Natürlich bekommt Sallis heute öfters zu hören, dass es schon sehr merkwürdig sei, dass ein weißer Autor über einen schwarzen Protagonisten schreibe. Aber da ist Sallis nicht der erste: Zuvor taten die schon Ed Lacey, John Ball (die beide mehr oder weniger für dieses Unterfangen mit dem Edgar Allan Poe-Award ausgezeichnet wurden) und Shane Stevens.

Mit dem ersten Lew Griffin-Roman begann sein Durchbruch. Nun wurde er als Romancier und Erneuerer des Privatdetektivromans ernst genommen.

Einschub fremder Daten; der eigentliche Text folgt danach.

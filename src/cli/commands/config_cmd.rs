//! Configuration display command.

use console::style;

use crate::config::Config;

/// Print the effective configuration (file + environment) as TOML, secrets masked.
pub fn cmd_config_show(config: &Config) -> anyhow::Result<()> {
    let source = config
        .source_path
        .as_ref()
        .map(|p| p.display().to_string())
        .unwrap_or_else(|| "defaults".to_string());
    eprintln!("{} {}", style("# source:").dim(), source);

    print!("{}", config.redacted().to_toml()?);
    Ok(())
}
//! ClickHouse sink over the HTTP interface.
//!
//! Rows are sent as `JSONEachRow`, one request per observation, so a
//! rejected row never takes its neighbours down with it.

use std::time::Duration;

use async_trait::async_trait;
use reqwest::StatusCode;
use tracing::debug;

use super::{check_table, ListingSink, SinkError};
use crate::config::ClickHouseConfig;
use crate::models::{Layout, Observation};

pub struct ClickHouseSink {
    client: reqwest::Client,
    config: ClickHouseConfig,
}

impl ClickHouseSink {
    pub fn new(config: &ClickHouseConfig) -> Result<Self, SinkError> {
        let client = reqwest::Client::builder()
            .timeout(Duration::from_secs(config.timeout_secs))
            .build()
            .map_err(|e| SinkError::Unavailable(format!("Failed to build HTTP client: {}", e)))?;

        Ok(Self {
            client,
            config: config.clone(),
        })
    }

    pub fn url(&self) -> &str {
        &self.config.url
    }

    /// POST `body` with an optional `query` parameter (used for INSERT).
    async fn execute(&self, query: Option<&str>, body: String) -> Result<(), SinkError> {
        let mut request = self
            .client
            .post(&self.config.url)
            .query(&[("database", self.config.database.as_str())])
            .basic_auth(&self.config.user, self.config.password.as_ref());
        if let Some(query) = query {
            request = request.query(&[("query", query)]);
        }

        let response = request.body(body).send().await.map_err(|e| {
            if e.is_timeout() {
                SinkError::Unavailable(format!("request timed out: {}", e))
            } else {
                SinkError::Unavailable(e.to_string())
            }
        })?;

        let status = response.status();
        if status.is_success() {
            return Ok(());
        }

        let message = response.text().await.unwrap_or_default();
        let message = format!("HTTP {}: {}", status, message.trim());
        match status {
            // Nothing else will get through either
            StatusCode::UNAUTHORIZED | StatusCode::FORBIDDEN | StatusCode::SERVICE_UNAVAILABLE => {
                Err(SinkError::Unavailable(message))
            }
            _ => Err(SinkError::Rejected(message)),
        }
    }
}

/// DDL for a layout's table.
///
/// `time` is stamped in UTC; `end_date` is the site's wall-clock time.
pub fn create_table_sql(table: &str, layout: Layout) -> String {
    let columns = match layout {
        Layout::Attribute => {
            "lot String, title String, price Decimal(12, 2), distance UInt16, unit String, time DateTime('UTC')"
        }
        Layout::Positional => {
            "lot String, title String, price Decimal(12, 2), distance String, end_date DateTime, time_left UInt64, bids UInt32, time DateTime('UTC')"
        }
    };
    format!(
        "CREATE TABLE IF NOT EXISTS {} ({}) ENGINE = MergeTree ORDER BY (lot, time)",
        table, columns
    )
}

/// INSERT statement whose rows follow in the request body.
pub fn insert_sql(table: &str, layout: Layout) -> String {
    format!(
        "INSERT INTO {} ({}) FORMAT JSONEachRow",
        table,
        layout.columns().join(", ")
    )
}

#[async_trait]
impl ListingSink for ClickHouseSink {
    async fn ensure_table(&mut self, table: &str, layout: Layout) -> Result<(), SinkError> {
        check_table(table)?;
        let ddl = create_table_sql(table, layout);
        debug!("{}", ddl);
        self.execute(None, ddl).await
    }

    async fn append(&mut self, table: &str, observation: &Observation) -> Result<(), SinkError> {
        check_table(table)?;
        let query = insert_sql(table, observation.record.layout());
        let row = observation.to_json_row().to_string();
        self.execute(Some(&query), row).await
    }
}
//! Field normalizers: raw display strings to typed values.
//!
//! Each normalizer is pure and fails with a [`NormalizeError`] naming the
//! raw input, which discards only the enclosing listing.

use std::num::IntErrorKind;
use std::sync::LazyLock;

use chrono::{Datelike, NaiveDate, NaiveDateTime};
use regex::Regex;
use thiserror::Error;

use crate::models::Price;

/// Normalization failures. Always per-field.
#[derive(Debug, Clone, PartialEq, Eq, Error)]
pub enum NormalizeError {
    #[error("malformed amount {0:?}")]
    MalformedAmount(String),
    #[error("value {0:?} is out of range")]
    OutOfRange(String),
    #[error("malformed number {0:?}")]
    MalformedNumber(String),
    #[error("malformed duration {0:?}")]
    MalformedDuration(String),
    #[error("malformed end date {0:?}")]
    MalformedDate(String),
}

static AMOUNT: LazyLock<Regex> =
    LazyLock::new(|| Regex::new(r"^([0-9]*)(?:\.([0-9]*))?$").unwrap());

/// A number glued to a run of letters: "15m", "2d", "40s".
static DURATION_COMPONENT: LazyLock<Regex> =
    LazyLock::new(|| Regex::new(r"([0-9]+)([A-Za-z]+)").unwrap());

static LEADING_COUNT: LazyLock<Regex> =
    LazyLock::new(|| Regex::new(r"[0-9][0-9,]*").unwrap());

/// Parse format for end dates once commas are dropped: "2026 Jan 5 3:45 PM".
const END_DATE_FORMAT: &str = "%Y %b %d %I:%M %p";

fn strip_separators(text: &str) -> String {
    text.trim().chars().filter(|c| *c != ',').collect()
}

/// Parse a currency amount like "1,234.5" into a fixed-point price.
///
/// Thousands separators are dropped and the value is quantized to two
/// fractional digits, rounding half to even.
pub fn normalize_amount(text: &str) -> Result<Price, NormalizeError> {
    let malformed = || NormalizeError::MalformedAmount(text.to_string());

    let cleaned = strip_separators(text);
    let caps = AMOUNT.captures(&cleaned).ok_or_else(malformed)?;
    let whole = caps.get(1).map_or("", |m| m.as_str());
    let fraction = caps.get(2).map_or("", |m| m.as_str());
    if whole.is_empty() && fraction.is_empty() {
        return Err(malformed());
    }

    let whole: u64 = if whole.is_empty() {
        0
    } else {
        whole.parse().map_err(|_| malformed())?
    };

    let digits: Vec<u64> = fraction.bytes().map(|b| u64::from(b - b'0')).collect();
    let tenths = digits.first().copied().unwrap_or(0);
    let hundredths = digits.get(1).copied().unwrap_or(0);

    let mut cents = whole
        .checked_mul(100)
        .and_then(|c| c.checked_add(tenths * 10 + hundredths))
        .ok_or_else(malformed)?;

    if rounds_up(digits.get(2..).unwrap_or(&[]), cents) {
        cents = cents.checked_add(1).ok_or_else(malformed)?;
    }

    Ok(Price::from_cents(cents))
}

/// Half-to-even decision for the digits past the hundredths place.
fn rounds_up(rest: &[u64], cents: u64) -> bool {
    match rest.split_first() {
        None => false,
        Some((&first, tail)) => match first {
            6..=9 => true,
            5 if tail.iter().any(|&d| d > 0) => true,
            5 => cents % 2 == 1,
            _ => false,
        },
    }
}

/// Parse a comma-grouped integer distance that must fit an unsigned 16-bit column.
pub fn normalize_bounded_distance(text: &str) -> Result<u16, NormalizeError> {
    let cleaned = strip_separators(text);
    if cleaned.is_empty() {
        return Err(NormalizeError::MalformedNumber(text.to_string()));
    }

    match cleaned.parse::<i64>() {
        Ok(value) => u16::try_from(value).map_err(|_| NormalizeError::OutOfRange(text.to_string())),
        Err(e) => match e.kind() {
            IntErrorKind::PosOverflow | IntErrorKind::NegOverflow => {
                Err(NormalizeError::OutOfRange(text.to_string()))
            }
            _ => Err(NormalizeError::MalformedNumber(text.to_string())),
        },
    }
}

/// Parse a compact countdown such as "2d 3h 15m 40s" into total seconds.
///
/// Components must appear in d, h, m, s order; each is optional but at
/// least one is required. Tokens with other letter suffixes are ignored.
pub fn normalize_duration(text: &str) -> Result<u64, NormalizeError> {
    let malformed = || NormalizeError::MalformedDuration(text.to_string());

    let mut total: u64 = 0;
    let mut last_rank: Option<usize> = None;

    for caps in DURATION_COMPONENT.captures_iter(text) {
        let (rank, unit_secs) = match &caps[2] {
            "d" => (0, 86_400),
            "h" => (1, 3_600),
            "m" => (2, 60),
            "s" => (3, 1),
            _ => continue,
        };
        if last_rank.is_some_and(|last| rank <= last) {
            return Err(malformed());
        }
        last_rank = Some(rank);

        let value: u64 = caps[1].parse().map_err(|_| malformed())?;
        total = value
            .checked_mul(unit_secs)
            .and_then(|secs| total.checked_add(secs))
            .ok_or_else(malformed)?;
    }

    match last_rank {
        Some(_) => Ok(total),
        None => Err(malformed()),
    }
}

/// Parse an end date like "Jan 5, 3:45 PM" relative to `today`.
///
/// The page omits the year. The current year is assumed, rolled forward
/// when the month has already passed (a January auction seen in December).
pub fn normalize_end_date(text: &str, today: NaiveDate) -> Result<NaiveDateTime, NormalizeError> {
    let malformed = || NormalizeError::MalformedDate(text.to_string());

    let cleaned = text.replace(',', " ");
    let cleaned = cleaned.split_whitespace().collect::<Vec<_>>().join(" ");
    if cleaned.is_empty() {
        return Err(malformed());
    }

    // Leap year placeholder so "Feb 29" parses before the real year is known.
    let probe = NaiveDateTime::parse_from_str(&format!("2000 {}", cleaned), END_DATE_FORMAT)
        .map_err(|_| malformed())?;

    let year = if probe.month() < today.month() {
        today.year() + 1
    } else {
        today.year()
    };

    NaiveDate::from_ymd_opt(year, probe.month(), probe.day())
        .map(|date| date.and_time(probe.time()))
        .ok_or_else(malformed)
}

/// Parse a bid count from text like "14" or "14 Bids".
pub fn normalize_bid_count(text: &str) -> Result<u32, NormalizeError> {
    let token = LEADING_COUNT
        .find(text)
        .ok_or_else(|| NormalizeError::MalformedNumber(text.to_string()))?;
    let cleaned = strip_separators(token.as_str());
    cleaned
        .parse()
        .map_err(|_| NormalizeError::OutOfRange(text.to_string()))
}
//! Chrome render source.
//!
//! Uses chromiumoxide (CDP) to drive a headless Chrome/Chromium, either
//! launched locally or reached over a remote DevTools endpoint.

#[cfg(feature = "browser")]
use std::path::PathBuf;
use std::time::Duration;

use async_trait::async_trait;
#[cfg(feature = "browser")]
use tracing::{debug, info, warn};

#[cfg(feature = "browser")]
use chromiumoxide::browser::BrowserConfig as LaunchConfig;
#[cfg(feature = "browser")]
use chromiumoxide::cdp::browser_protocol::page::NavigateParams;
#[cfg(feature = "browser")]
use chromiumoxide::{Browser, Page};
#[cfg(feature = "browser")]
use futures::StreamExt;

use super::{ListingContainer, RenderError, RenderSource};
use crate::config::BrowserConfig;

/// JavaScript resolving once the document has parsed.
#[cfg(feature = "browser")]
const WAIT_FOR_READY_SCRIPT: &str = r#"
    new Promise((resolve) => {
        if (document.readyState === 'complete' || document.readyState === 'interactive') {
            resolve(document.readyState);
        } else {
            document.addEventListener('DOMContentLoaded', () => resolve(document.readyState));
        }
    })
"#;

#[cfg(feature = "browser")]
const SCROLL_TO_BOTTOM_SCRIPT: &str = "window.scrollTo(0, document.body.scrollHeight);";

/// Chrome render source bound to one page.
#[cfg(feature = "browser")]
pub struct ChromeRenderSource {
    config: BrowserConfig,
    container_selector: String,
    browser: Option<Browser>,
    page: Option<Page>,
    handler: Option<tokio::task::JoinHandle<()>>,
    /// Whether we own the browser process (launched rather than connected).
    owns_browser: bool,
}

#[cfg(feature = "browser")]
impl ChromeRenderSource {
    /// Common Chrome executable paths to check.
    const CHROME_PATHS: &'static [&'static str] = &[
        // Linux
        "/usr/bin/google-chrome",
        "/usr/bin/google-chrome-stable",
        "/usr/bin/chromium",
        "/usr/bin/chromium-browser",
        "/snap/bin/chromium",
        // macOS
        "/Applications/Google Chrome.app/Contents/MacOS/Google Chrome",
        "/Applications/Chromium.app/Contents/MacOS/Chromium",
        // Common install locations
        "/opt/google/chrome/google-chrome",
    ];

    pub fn new(config: BrowserConfig, container_selector: impl Into<String>) -> Self {
        Self {
            config,
            container_selector: container_selector.into(),
            browser: None,
            page: None,
            handler: None,
            owns_browser: false,
        }
    }

    /// Find the Chrome executable: configured path, well-known paths, then PATH.
    fn find_chrome(&self) -> Result<PathBuf, RenderError> {
        if let Some(ref path) = self.config.chrome_path {
            return Ok(path.clone());
        }

        for path in Self::CHROME_PATHS {
            let p = std::path::Path::new(path);
            if p.exists() {
                info!("Found Chrome at: {}", path);
                return Ok(p.to_path_buf());
            }
        }

        for cmd in [
            "google-chrome",
            "google-chrome-stable",
            "chromium",
            "chromium-browser",
        ] {
            if let Ok(path) = which::which(cmd) {
                info!("Found Chrome in PATH: {}", path.display());
                return Ok(path);
            }
        }

        Err(RenderError::Browser(
            "Chrome/Chromium not found. Install it or set browser.chrome_path".to_string(),
        ))
    }

    /// Launch or connect to the browser and open the session page.
    async fn ensure_page(&mut self) -> Result<&Page, RenderError> {
        if self.page.is_none() {
            let (browser, mut handler) = match self.config.remote_url.clone() {
                Some(remote_url) => self.connect_remote(&remote_url).await?,
                None => self.launch().await?,
            };

            self.handler = Some(tokio::spawn(async move {
                while let Some(h) = handler.next().await {
                    if h.is_err() {
                        break;
                    }
                }
            }));

            let page = browser
                .new_page("about:blank")
                .await
                .map_err(|e| RenderError::Browser(e.to_string()))?;
            self.browser = Some(browser);
            self.page = Some(page);
        }

        self.page.as_ref().ok_or(RenderError::Closed)
    }

    async fn launch(&mut self) -> Result<(Browser, chromiumoxide::Handler), RenderError> {
        info!("Launching browser (headless={})", self.config.headless);

        let chrome_path = self.find_chrome()?;
        let mut builder = LaunchConfig::builder().chrome_executable(chrome_path);

        // with_head means NOT headless
        if !self.config.headless {
            builder = builder.with_head();
        }

        if let Some(ref proxy) = self.config.proxy {
            builder = builder.arg(format!("--proxy-server={}", proxy));
        }

        builder = builder
            .arg("--no-sandbox")
            .arg("--disable-dev-shm-usage")
            .arg("--disable-gpu")
            .arg("--no-first-run")
            .arg("--no-default-browser-check");

        for arg in &self.config.chrome_args {
            builder = builder.arg(arg);
        }

        let config = builder
            .build()
            .map_err(|e| RenderError::Browser(format!("Failed to build browser config: {}", e)))?;

        let launched = Browser::launch(config)
            .await
            .map_err(|e| RenderError::Browser(format!("Failed to launch browser: {}", e)))?;
        self.owns_browser = true;
        Ok(launched)
    }

    async fn connect_remote(
        &mut self,
        url: &str,
    ) -> Result<(Browser, chromiumoxide::Handler), RenderError> {
        info!(
            "Connecting to remote browser at {} (timeout: {}s)",
            url, self.config.timeout_secs
        );

        // Get WebSocket URL from the /json/version endpoint
        let http_url = url
            .replace("ws://", "http://")
            .replace("wss://", "https://");
        let version_url = format!("{}/json/version", http_url.trim_end_matches('/'));

        let resp: serde_json::Value = reqwest::Client::new()
            .get(&version_url)
            .send()
            .await
            .map_err(|e| RenderError::Browser(format!("Failed to reach remote browser: {}", e)))?
            .json()
            .await
            .map_err(|e| RenderError::Browser(format!("Bad browser version info: {}", e)))?;

        let ws_url = resp
            .get("webSocketDebuggerUrl")
            .and_then(|v| v.as_str())
            .ok_or_else(|| RenderError::Browser("No webSocketDebuggerUrl in response".into()))?;

        debug!("Connecting to WebSocket: {}", ws_url);

        let handler_config = chromiumoxide::handler::HandlerConfig {
            request_timeout: Duration::from_secs(self.config.timeout_secs),
            ..Default::default()
        };

        let connected = Browser::connect_with_config(ws_url, handler_config)
            .await
            .map_err(|e| RenderError::Browser(format!("Failed to connect: {}", e)))?;
        self.owns_browser = false;
        Ok(connected)
    }

    fn page(&self) -> Result<&Page, RenderError> {
        self.page.as_ref().ok_or(RenderError::Closed)
    }

    fn snapshot_script(&self) -> String {
        let selector = serde_json::to_string(&self.container_selector)
            .unwrap_or_else(|_| "\"\"".to_string());
        format!(
            "Array.from(document.querySelectorAll({})).map((el, i) => ({{ index: i + 1, html: el.outerHTML, text: el.innerText }}))",
            selector
        )
    }
}

#[cfg(feature = "browser")]
#[async_trait]
impl RenderSource for ChromeRenderSource {
    async fn navigate(&mut self, url: &str) -> Result<(), RenderError> {
        let nav_timeout = Duration::from_secs(self.config.timeout_secs);
        let page = self.ensure_page().await?;

        info!("Navigating to {}", url);
        let nav_params = NavigateParams::builder()
            .url(url)
            .build()
            .map_err(|e| RenderError::Navigation(format!("Invalid URL: {}", e)))?;

        tokio::time::timeout(nav_timeout, page.execute(nav_params))
            .await
            .map_err(|_| {
                RenderError::Navigation(format!(
                    "timed out after {}s for {}",
                    nav_timeout.as_secs(),
                    url
                ))
            })?
            .map_err(|e| RenderError::Navigation(format!("{} ({})", e, url)))?;

        Ok(())
    }

    async fn wait_for_ready(&mut self, timeout: Duration) -> Result<(), RenderError> {
        let page = self.page()?;
        let ready = async {
            let state = page.evaluate(WAIT_FOR_READY_SCRIPT.to_string()).await?;
            debug!(
                "Page ready state: {}",
                state.into_value::<String>().unwrap_or_else(|_| "unknown".to_string())
            );
            page.find_element("body").await?;
            Ok::<_, chromiumoxide::error::CdpError>(())
        };

        match tokio::time::timeout(timeout, ready).await {
            Ok(Ok(())) => Ok(()),
            Ok(Err(e)) => Err(RenderError::Browser(e.to_string())),
            Err(_) => Err(RenderError::Timeout(timeout)),
        }
    }

    async fn trigger_lazy_load(&mut self) -> Result<(), RenderError> {
        self.page()?
            .evaluate(SCROLL_TO_BOTTOM_SCRIPT.to_string())
            .await
            .map_err(|e| RenderError::Browser(e.to_string()))?;
        Ok(())
    }

    async fn settle(&mut self, duration: Duration) {
        debug!("Settling for {}s", duration.as_secs());
        tokio::time::sleep(duration).await;
    }

    async fn snapshot(&mut self) -> Result<Vec<ListingContainer>, RenderError> {
        let script = self.snapshot_script();
        let result = self
            .page()?
            .evaluate(script)
            .await
            .map_err(|e| RenderError::Browser(e.to_string()))?;

        result
            .into_value::<Vec<ListingContainer>>()
            .map_err(|e| RenderError::Browser(format!("Unexpected snapshot shape: {}", e)))
    }

    async fn refresh(&mut self) -> Result<(), RenderError> {
        self.page()?
            .reload()
            .await
            .map_err(|e| RenderError::Navigation(format!("reload failed: {}", e)))?;
        Ok(())
    }

    async fn close(&mut self) {
        if let Some(page) = self.page.take() {
            if let Err(e) = page.close().await {
                debug!("Page close failed: {}", e);
            }
        }

        if let Some(mut browser) = self.browser.take() {
            if self.owns_browser {
                if let Err(e) = browser.close().await {
                    warn!("Browser close failed: {}", e);
                }
                let _ = browser.wait().await;
            }
            info!("Browser session closed");
        }

        if let Some(handler) = self.handler.take() {
            handler.abort();
        }
    }
}

// Stub for when browser feature is disabled
#[cfg(not(feature = "browser"))]
pub struct ChromeRenderSource {
    #[allow(dead_code)]
    config: BrowserConfig,
}

#[cfg(not(feature = "browser"))]
impl ChromeRenderSource {
    pub fn new(config: BrowserConfig, _container_selector: impl Into<String>) -> Self {
        Self { config }
    }
}

#[cfg(not(feature = "browser"))]
#[async_trait]
impl RenderSource for ChromeRenderSource {
    async fn navigate(&mut self, _url: &str) -> Result<(), RenderError> {
        Err(RenderError::Unsupported)
    }

    async fn wait_for_ready(&mut self, _timeout: Duration) -> Result<(), RenderError> {
        Err(RenderError::Unsupported)
    }

    async fn trigger_lazy_load(&mut self) -> Result<(), RenderError> {
        Err(RenderError::Unsupported)
    }

    async fn settle(&mut self, duration: Duration) {
        tokio::time::sleep(duration).await;
    }

    async fn snapshot(&mut self) -> Result<Vec<ListingContainer>, RenderError> {
        Err(RenderError::Unsupported)
    }

    async fn refresh(&mut self) -> Result<(), RenderError> {
        Err(RenderError::Unsupported)
    }

    async fn close(&mut self) {}
}
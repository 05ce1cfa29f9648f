//! lotwatch - polling collector for vehicle auction listings.
//!
//! Renders an auction listing page in headless Chrome on a fixed interval,
//! extracts every listing and appends one timestamped row per listing to
//! ClickHouse or SQLite.

use lotwatch::cli;
use tracing_subscriber::{layer::SubscriberExt, util::SubscriberInitExt};

#[tokio::main]
async fn main() -> anyhow::Result<()> {
    // Load .env file if present (before anything else)
    let _ = dotenvy::dotenv();

    // Initialize logging based on verbosity
    let default_filter = if cli::is_verbose() {
        "lotwatch=debug"
    } else {
        "lotwatch=info"
    };

    tracing_subscriber::registry()
        .with(
            tracing_subscriber::EnvFilter::try_from_default_env()
                .unwrap_or_else(|_| default_filter.into()),
        )
        .with(tracing_subscriber::fmt::layer())
        .init();

    cli::run().await
}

„Als ich begann, geschah in der Science Fiction ungeheuer viel neues. Michael Moorcock mit New Worlds und Damon Knight mit Orbit ermöglichten plötzlich tiefe, eigene Erfahrungen in phantastische Literatur umzusetzen, jenseits von Space Operas. Heute, denke ich jedenfalls, ermöglicht die Noir-Literatur diese innovativen Visionen bei einer eingeweihten Leserschaft. Die großen zeitgenössischen Kriminalliteraten sind großartige Schriftsteller, die auch außerhalb des Genres zu den besten zählen würden. Autoren wie Stephen Greenleaf, James Lee Burke oder George P.Pelecanos. Mit meinen Griffin-Romanen versuche ich die Energie und den klassischen Rahmen des Genres Private Eye-Novel mit intensiver Sprache und Charakteren zu verbinden. Damit das klar ist: Ich will das Genre nicht auflösen oder diskriminieren, ich nutze seine Kraft.“

Trotzdem sind diese Genre-Romane weniger Privatdetektivromane als Romane über einen Privatdetektiv. „Ich lese PI-novels Wegen der Atmosphäre und des Tons. Der Plot interessiert mich kaum.“ Die weiteren Charaktere, alles ausgereifte, dreidimensionale Persönlichkeiten, sind meistens Angehörige gesellschaftlicher Außenseitergruppierungen: Drogensüchtige, Homosexuelle, Prostituierte und Nachtarbeiter. „Ich selbst habe fast immer eine Randgruppenexistenz geführt und kenne diese Menschen am besten. Vielleicht mache ich es mir damit zu einfach, aber meine Werte – und die in meinen Büchern – sind mit Sicherheit nicht die der Mittelschicht. Eines meiner größten Vergnügen in diesen Romanen ist das Brechen von Klischees. Ich nehme ein Stereotyp wie etwa einen Privatdetektiv, um dann die gewohnten Vorstellungen zu brechen. Mit DEINE AUGEN HAT DER TOD habe ich dasselbe für den Agententhriller versucht.“

Neben den Romanen nehmen Literaturkritik und Essays weiterhin breiten Raum in seinem Schaffen ein. Er schreibt regelmäßig für die „Washington Post“, „New York Times Book Review“ und die „L.A.Times“. Als begeisterter Kriminalliterat hat er trotz seines Erfolges aber nie seine Verbundenheit mit dem Fandom verloren, und so schreibt er weiterhin unentgeltlich für „Mystery Scene“, „Crime Time“ und andere Magazine hochkarätige Besprechungen und Kritiken. Seine jüngsten Essays über George P.Pelecanos‘ DAS GROSSE UMLEGEN (DuMont Noir Band 6) und James Lee Burke (die in dem DuMont-Noir Reader NOIR 2000 auf Deutsch erscheinen), gehören zum Intelligentesten, das in jüngster Zeit über das Genre geschrieben wurde.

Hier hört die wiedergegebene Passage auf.